» **Required action**
Starting at the first line of the entries below, output every line exactly, up to and including the line with "let mut state = use_app_state();".

┌─ Extracted records

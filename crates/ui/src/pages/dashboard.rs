//! Dashboard Page
//!
//! Landing page after login: record totals and shortcuts to the lists.

use dioxus::prelude::*;
use parts_admin_core::Role;

use crate::hooks::use_app_state;
use crate::state::{AppState, Page};

/// Numbers shown on the dashboard
#[derive(Debug, Clone, PartialEq)]
pub struct DashboardStats {
    pub total_users: usize,
    pub total_connectors: usize,
    pub suppliers: usize,
    /// Users per role, in [`Role::ALL`] order
    pub users_by_role: Vec<(Role, usize)>,
}

impl DashboardStats {
    pub fn from_state(state: &AppState) -> Self {
        let users = state.store.users().records();
        Self {
            total_users: users.len(),
            total_connectors: state.store.connectors().len(),
            suppliers: state.supplier_options().len(),
            users_by_role: Role::ALL
                .iter()
                .map(|role| (*role, users.iter().filter(|u| u.role == *role).count()))
                .collect(),
        }
    }
}

/// Dashboard page component
#[component]
pub fn DashboardPage() -> Element {
    let mut state = use_app_state();
    let stats = DashboardStats::from_state(&state.read());

    rsx! {
        div {
            class: "page space-y-6",

            div {
                class: "card",
                h2 { class: "text-2xl font-bold mb-2", "Welcome to Yazaki Connector Manager" }
                p { class: "text-slate-400", "Manage your connectors and users efficiently from this dashboard." }
            }

            div {
                class: "stat-grid",

                StatCard {
                    icon: "👥",
                    value: stats.total_users,
                    label: "Total Users",
                    onclick: move |_| state.write().ui.navigate(Page::Users),
                }

                StatCard {
                    icon: "🔌",
                    value: stats.total_connectors,
                    label: "Total Connectors",
                    onclick: move |_| state.write().ui.navigate(Page::Connectors),
                }

                StatCard {
                    icon: "🏭",
                    value: stats.suppliers,
                    label: "Suppliers",
                    onclick: move |_| state.write().ui.navigate(Page::Connectors),
                }
            }

            div {
                class: "card",
                h3 { class: "font-medium mb-3", "Users by role" }
                div {
                    class: "flex items-center gap-6",
                    for (role, count) in stats.users_by_role.iter().copied() {
                        div {
                            key: "{role}",
                            span { class: "text-slate-400 mr-2", "{role}" }
                            span { class: "font-bold", "{count}" }
                        }
                    }
                }
            }
        }
    }
}

/// Clickable total card
#[component]
fn StatCard(
    icon: &'static str,
    value: usize,
    label: &'static str,
    onclick: EventHandler<MouseEvent>,
) -> Element {
    rsx! {
        button {
            class: "stat-card",
            onclick: move |e| onclick.call(e),
            span { class: "stat-icon", "{icon}" }
            div {
                class: "text-left",
                p { class: "text-3xl font-bold", "{value}" }
                p { class: "text-slate-400", "{label}" }
            }
        }
    }
}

└─

» **Solution for this problem**
filename crates/ui/src/pages/dashboard.rs
//! Dashboard Page
//!
//! Landing page after login: record totals and shortcuts to the lists.

use dioxus::prelude::*;
use parts_admin_core::Role;

use crate::hooks::use_app_state;
use crate::state::{AppState, Page};

/// Numbers shown on the dashboard
#[derive(Debug, Clone, PartialEq)]
pub struct DashboardStats {
    pub total_users: usize,
    pub total_connectors: usize,
    pub suppliers: usize,
    /// Users per role, in [`Role::ALL`] order
    pub users_by_role: Vec<(Role, usize)>,
}

impl DashboardStats {
    pub fn from_state(state: &AppState) -> Self {
        let users = state.store.users().records();
        Self {
            total_users: users.len(),
            total_connectors: state.store.connectors().len(),
            suppliers: state.supplier_options().len(),
            users_by_role: Role::ALL
                .iter()
                .map(|role| (*role, users.iter().filter(|u| u.role == *role).count()))
                .collect(),
        }
    }
}

/// Dashboard page component
#[component]
pub fn DashboardPage() -> Element {
    let mut state = use_app_state();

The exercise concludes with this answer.